Wednesday, February 24, 2010

Day 52

So, yesterday, in between rehearsals and performance for "24-Hour Play Festival", I got to perform at the Underwood Center Gala. It's a crazy random happenstance how that got to be, but, long story short, the guy who directed "Children of a Lesser God", which was a show I did in October, won this highly honored art award. The gala was celebrating him, another group who won the award, and the anniversary of the center. His wife asked me and the male lead in the show to perform little bits from the show as a surprise for him. It was a great honor to do it for him and a lot of up there artsy people in Lubbock.

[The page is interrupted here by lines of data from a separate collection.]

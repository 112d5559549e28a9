//! # Executor manifest discovery.
//!
//! The task directory binds executor types to implementations: one JSON
//! manifest per executor, the filename stem is the task `type`, and the
//! manifest's `entry_point` names a factory registered in the
//! [`ExecutorSet`](crate::ExecutorSet).
//!
//! ```text
//! tasks/
//!   image.json          → type "image",  {"entry_point": "image-resizer"}
//!   email.json          → type "email",  {"entry_point": "smtp-sender"}
//!   email.test.json     → ignored (test segment)
//!   email.copy.json     → ignored (copy segment)
//!   .draft.json         → ignored (hidden)
//! ```
//!
//! ## Rules
//! - The scan is non-recursive; only regular files are considered.
//! - Admission is by name: `.json` extension, not hidden, and no `test` or
//!   `copy` dot-segment anywhere in the name.
//! - Results are ordered by type so registration is deterministic.

use std::fs;
use std::path::{Path, PathBuf};

use serde::{Deserialize, Serialize};

use crate::error::QueueError;

/// Manifest body binding a task type to a registered factory.
#[derive(Debug, Clone, PartialEq, Eq, Serialize, Deserialize)]
pub struct ExecutorManifest {
    /// Name of the factory registered in the [`ExecutorSet`](crate::ExecutorSet).
    pub entry_point: String,
    /// Optional human-readable description.
    #[serde(default, skip_serializing_if = "Option::is_none")]
    pub description: Option<String>,
}

/// One admitted manifest file, parsed.
#[derive(Debug, Clone)]
pub(crate) struct DiscoveredExecutor {
    /// Executor type (filename stem).
    pub task_type: String,
    /// Path of the manifest file.
    pub path: PathBuf,
    /// Parsed manifest body.
    pub manifest: ExecutorManifest,
}

/// Result of scanning a task directory.
#[derive(Debug, Default)]
pub(crate) struct ScanOutcome {
    /// Admitted and parsed manifests, ordered by type.
    pub executors: Vec<DiscoveredExecutor>,
    /// Admitted files whose manifest failed to parse, with the reason.
    pub rejected: Vec<(PathBuf, String)>,
}

/// True when a file name is admitted by the discovery rules.
pub(crate) fn admissible(file_name: &str) -> bool {
    if file_name.starts_with('.') {
        return false;
    }
    let mut segments = file_name.split('.');
    let Some(_stem) = segments.next() else {
        return false;
    };
    let rest: Vec<&str> = segments.collect();
    match rest.last() {
        Some(&"json") => {}
        _ => return false,
    }
    !rest.iter().any(|seg| *seg == "test" || *seg == "copy")
}

/// Scans `dir` (non-recursive) for executor manifests.
pub(crate) fn scan(dir: &Path) -> Result<ScanOutcome, QueueError> {
    let entries = fs::read_dir(dir).map_err(|source| QueueError::TaskDirectory {
        path: dir.display().to_string(),
        source,
    })?;

    let mut outcome = ScanOutcome::default();
    for entry in entries.flatten() {
        let path = entry.path();
        if !path.is_file() {
            continue;
        }
        let Some(name) = path.file_name().and_then(|n| n.to_str()) else {
            continue;
        };
        if !admissible(name) {
            continue;
        }
        let task_type = match path.file_stem().and_then(|s| s.to_str()) {
            Some(stem) => stem.to_string(),
            None => continue,
        };
        match fs::read_to_string(&path)
            .map_err(|e| e.to_string())
            .and_then(|body| serde_json::from_str::<ExecutorManifest>(&body).map_err(|e| e.to_string()))
        {
            Ok(manifest) => outcome.executors.push(DiscoveredExecutor {
                task_type,
                path,
                manifest,
            }),
            Err(reason) => outcome.rejected.push((path, reason)),
        }
    }

    outcome.executors.sort_by(|a, b| a.task_type.cmp(&b.task_type));
    Ok(outcome)
}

But, it was so weird doing it. It's weird going back to a role that you've basically drained out of you. I haven't looked or thought about that part since we closed the show, so to go back to that character was quite an experience. When I was putting on the costume I wore during the run of the show, I thought "Wow....this is eerie!" And not only was going back to the role weird, but just remembering who I was then too. It's only been 4 months, but sooo much has changed for me, personally and professionally. I was a different person back then, even though it was just a short time ago. I could never capture the performance I gave for that show, because I could never recreate who I was at that moment. It was interesting to think about me then and now. I've changed, but so much for the better. You can't help but learn from all your experiences, and evolve from there.

I think this role is one of the few roles I would love to be able to play again. But not now. I would love to do it, like, 10 years from now. I'll be such a better actor then, and my portrayal would be so different. I think it'd be an interesting experience for me.